O presidente Jair Bolsonaro assinou no último dia 15 de janeiro um decreto que flexibiliza o acesso às armas no Brasil. O documento estabeleceu novas regras: cada cidadão requerente tem direito a obter até quatro armas em municípios que registrem mais de dez homicídios por cem mil habitantes; o prazo de validade da posse se estende de cinco para dez anos; comprovação de cofre para quem tem crianças e pessoas com deficiência em casa. Altera também a comprovação de “efetiva necessidade” para compra do produto. Agora ela é automática para agentes públicos que lidam com segurança e infratores. Residentes na zona rural também tem acesso facilitado ao armamento. O decreto passa a valer sem aval do Congresso.
Um assunto tão importante como esse jamais deveria ser implementado sem uma ampla discussão com a sociedade. Pesquisa Datafolha divulgada no dia 31/12/2018 revela que 61% dos entrevistados consideram que a posse deveria ser proibida por apresentar perigo à vida. Mas o presidente seguiu promessa de campanha e assinou o ofício sem o Parlamento estar empossado, o que poderia garantir audiência pública para debates. Portanto, a medida pode ser considerada autoritária. O novo governo dá mostras que não é muito simpático a discussões e consensos.
O decreto é visto como direito do cidadão à “legítima defesa”. Porém, necessitamos de um projeto organizado pelo poder público para combater a violência urbana, já que a posse é restrita a ambientes domésticos e comerciais. Parlamentares oriundos do militarismo policial e Forças Armadas, abrangendo diversas patentes, foram eleitos com o propósito de resolução imediatista do problema. Ao invés disso, já é estudada pelo presidente a efetivação do porte, quando o indivíduo passa a ter o direito de andar armado. O país precisa de planejamento coletivo e unificado, e que não atribua tanto ao contribuinte a responsabilidade pela proteção à sua vida. Para que uma eleição com tanta gente ligada à “bancada da bala”, se não for para pensar um sistema de segurança mais integrado e estruturado? O ministro Sérgio Moro – responsável maior da pasta da Segurança Pública – teve pouco poder de decisão nas resoluções do decreto, suas sugestões foram pouco atendidas, e o mesmo falou muito pouco sobre a questão. Embora tenha citado as dimensões da “bancada da bala”, não espero nada muito construtivo nos ideais desse grupo.

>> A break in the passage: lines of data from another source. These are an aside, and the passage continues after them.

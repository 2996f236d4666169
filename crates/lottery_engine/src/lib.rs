#![forbid(unsafe_code)]
#![deny(
    clippy::all,
    clippy::pedantic,
    clippy::nursery,
    clippy::cargo
)]
#![allow(
    clippy::module_name_repetitions,
    clippy::missing_errors_doc,
    clippy::missing_panics_doc,
    clippy::result_large_err
)]

//! Holder lottery engine: deterministic selection and verification.
//!
//! Pipeline at draw time:
//!
//! ```text
//! raw account blobs ─ aggregate ─ filter_eligible ─ build_ranges ─┐
//!                                     seed ─ select_ticket ───────┼─ resolve_winner
//! ```
//!
//! [`verify_audit`] replays `build_ranges → select_ticket → resolve_winner`
//! from the entrants embedded in an [`AuditRecord`], with no dependency on
//! the aggregation step or on any live ledger state.
//
// Public contract (any third party must be able to reproduce it):
// - Entrants sorted by address, raw byte order of the base-58 string
// - Ticket ranges half-open, contiguous, starting at 0, width = balance
// - seed_int = SHA-256(UTF-8 seed) as a big-endian 256-bit integer
// - ticket = seed_int mod total_tickets

pub mod audit;
pub mod draw;
pub mod errors;
pub mod snapshot;

pub use audit::{
    verify_audit, AuditContext, AuditEntrant, AuditMetadata, AuditRecord, AuditWinner,
    VerificationReport,
};
pub use draw::{build_ranges, resolve_winner, run_draw, select_ticket, DrawOutcome, TicketDraw, TicketRange};
pub use errors::{AuditCodecError, DrawError, MismatchField, VerifyError};
pub use snapshot::{aggregate, decode_account, filter_eligible, BalanceRecord, Entrant, OwnerBalances};

pub use primitive_types::U256;

/// Audit record format version written into `metadata.version`.
pub const AUDIT_FORMAT_VERSION: &str = "1.0.0";

/// Tool name written into `metadata.tool`.
pub const AUDIT_TOOL_NAME: &str = "solana-verifiable-lottery";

O referendo sobre o comércio de armas realizado em 2005 resultou em 63% dos eleitores decidindo que a venda não deveria ser proibida. Todavia, desde então é possível adquirir armamentos. Só que os defensores do atual decreto reclamam da burocracia e rigidez da Polícia Federal – responsável pela habilitação de posse – no processo. Bastaria melhorar os mecanismos de desburocratização. Não foi a atitude do governo. A própria discussão que levou a um referendo com campanhas contra e a favor anos atrás, seria jurisprudência para um debate mais amplo e necessário. Ao que parece – friso mais uma vez – o novo governante considera que sua eleição e promessas a tiracolo avalizam suas decisões, como se o eleitor adquirisse um pacote completo na urna eletrônica...
Uma pesquisa divulgada em junho de 2017 aponta aumento do número de assaltos a residências. Naquela ocasião, a cada hora uma casa era invadida no estado de São Paulo. Apesar da reportagem usar como exemplo uma família mantida refém durante uma dessas invasões, os dados não revelam se esses crimes ocorrem, em sua maioria em residências ocupadas por algum morador. Há registros de invasão em casas de veraneio ou de campo quando estão sem ninguém ou em locais quando não há pessoas presentes – o que supõe planejamento da conduta criminosa, e não uma ação atabalhoada. Portanto, há carências de dados mais precisos que justifiquem aquisição de armas para “legítima defesa”. Armas são instrumentos de ataque, nunca de defesa. A reação é uma contraofensiva, e nem sempre bem sucedida. Tivemos nos últimos dois anos mais de 200 policiais assassinados. A grande maioria em folga e uma parte deles estavam armados. Se nem profissionais do ramo conseguem conter o ímpeto de criminosos, que dirá o “cidadão de bem”.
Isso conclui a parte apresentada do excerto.